Has been inserted. A cylinder head liner 27 is attached to the upper surface of the cylinder liner 25 via a gasket 26.
Has been inserted. The cylinder head liner 27 is also made of ceramics such as silicon nitride having high strength and heat resistance. Reference numeral 28 denotes a cylinder head arranged above the cylinder body 20. Reference numeral 40 denotes a piston, which is housed in the cylinder liner 25 and the cylinder head liner 27 and slides up and down according to the operation of the internal combustion engine 5. A piston ring 41 is fitted to the sliding portion.

Reference numeral 30 denotes a sub-combustion chamber (sub-chamber) embedded in the central portion of the top of the piston 40, which is made of ceramics such as high-strength and heat-resistant silicon nitride or a composite material of silicon nitride and a fiber material.
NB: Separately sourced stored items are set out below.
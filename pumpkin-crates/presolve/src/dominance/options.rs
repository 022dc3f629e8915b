/// Options for the detection and exploitation of dominance relations.
///
/// The cropping limits trade completeness for bounded work: they never make a reported relation
/// unsound, they only cause some relations to be missed.
#[derive(Debug, Copy, Clone, PartialEq, Eq)]
#[cfg_attr(feature = "clap", derive(clap::Args))]
pub struct DominanceOptions {
    /// The maximum number of candidates kept for a single signed variable when the candidate
    /// lists are first built.
    #[cfg_attr(
        feature = "clap",
        arg(long = "dominance-max-initial-candidates", default_value_t = 50)
    )]
    pub max_initial_candidates: usize,
    /// The number of elements of a large partition part which are scanned for candidates.
    #[cfg_attr(
        feature = "clap",
        arg(long = "dominance-max-part-scan", default_value_t = 200)
    )]
    pub max_part_scan: usize,
    /// Candidates which appear together in a single constraint are only recorded while the
    /// constraint has at most this many entries in one partition part.
    #[cfg_attr(
        feature = "clap",
        arg(long = "dominance-max-stored-group", default_value_t = 1000)
    )]
    pub max_stored_group: usize,
    /// At-most-one and exactly-one constraints with more literals are skipped when fixing
    /// dominated literals within a constraint.
    #[cfg_attr(
        feature = "clap",
        arg(long = "dominance-max-literals-in-constraint", default_value_t = 10)
    )]
    pub max_literals_for_in_constraint_fixing: usize,
    /// Whether to fix and tighten variables based on the locks of the constraints.
    #[cfg_attr(
        feature = "clap",
        arg(long = "dual-bound-strengthening", default_value_t = true, action = clap::ArgAction::Set)
    )]
    pub dual_bound_strengthening: bool,
    /// Whether to detect dominance relations and reduce the model with them.
    #[cfg_attr(
        feature = "clap",
        arg(long = "exploit-dominance", default_value_t = true, action = clap::ArgAction::Set)
    )]
    pub exploit_dominance: bool,
    /// Whether to add `dominated -> dominating` implications between Boolean variables.
    #[cfg_attr(
        feature = "clap",
        arg(long = "dominance-implications", default_value_t = true, action = clap::ArgAction::Set)
    )]
    pub add_implications: bool,
}

impl Default for DominanceOptions {
    fn default() -> Self {
        Self {
            max_initial_candidates: 50,
            max_part_scan: 200,
            max_stored_group: 1000,
            max_literals_for_in_constraint_fixing: 10,
            dual_bound_strengthening: true,
            exploit_dominance: true,
            add_implications: true,
        }
    }
}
It is configured. A central communication hole 31 having a small diameter corresponding to the fuel injection nozzle 21 arranged in the cylinder 20 is provided in the upper part, and a plurality of radiation communication holes 32 communicating in an oblique radial direction toward the inner wall of the cylinder head liner 27. The opening 32a of the radiation communication hole 32 in the inner wall of the sub chamber 30 has a circular cross-sectional shape, but the opening 32b of the upper surface facing the main combustion chamber 50 is shown in the top view of FIG. As shown, it is formed in an elliptical shape, and the flow passage cross-sectional area is substantially the same as that of the circular shape or the elliptical shape.
It is limited to within 0%. Since the plurality of radial communication holes 32 are provided so as to be twisted in the same direction as the vertical axis direction of the piston, the plurality of radial communication holes 32 are blown from the auxiliary combustion chamber 30 toward the inner wall of the cylinder through the radial communication holes 32. The flame and air-fuel mixture are designed to generate swirl. A fuel collision table 33 having a trapezoidal shape in the center of the auxiliary combustion chamber 30 and an upper surface having a surface perpendicular to the fuel injection direction of the fuel injection nozzle 21.
Is formed, and when the injected fuel hits it, it is configured to disperse it in the cylinder circumferential direction.

The auxiliary combustion chamber 30 is attached to the piston 40 by a fixing ring 42. A heat shield gasket 43 and an air layer 44 are provided to shield the auxiliary combustion chamber 30 from heat, and further below the auxiliary combustion chamber 30. A lower surface cover 46 for preventing invasion of lubricating oil is attached via a heat shield air layer 45. The cover 46 may be integrated with the piston 40.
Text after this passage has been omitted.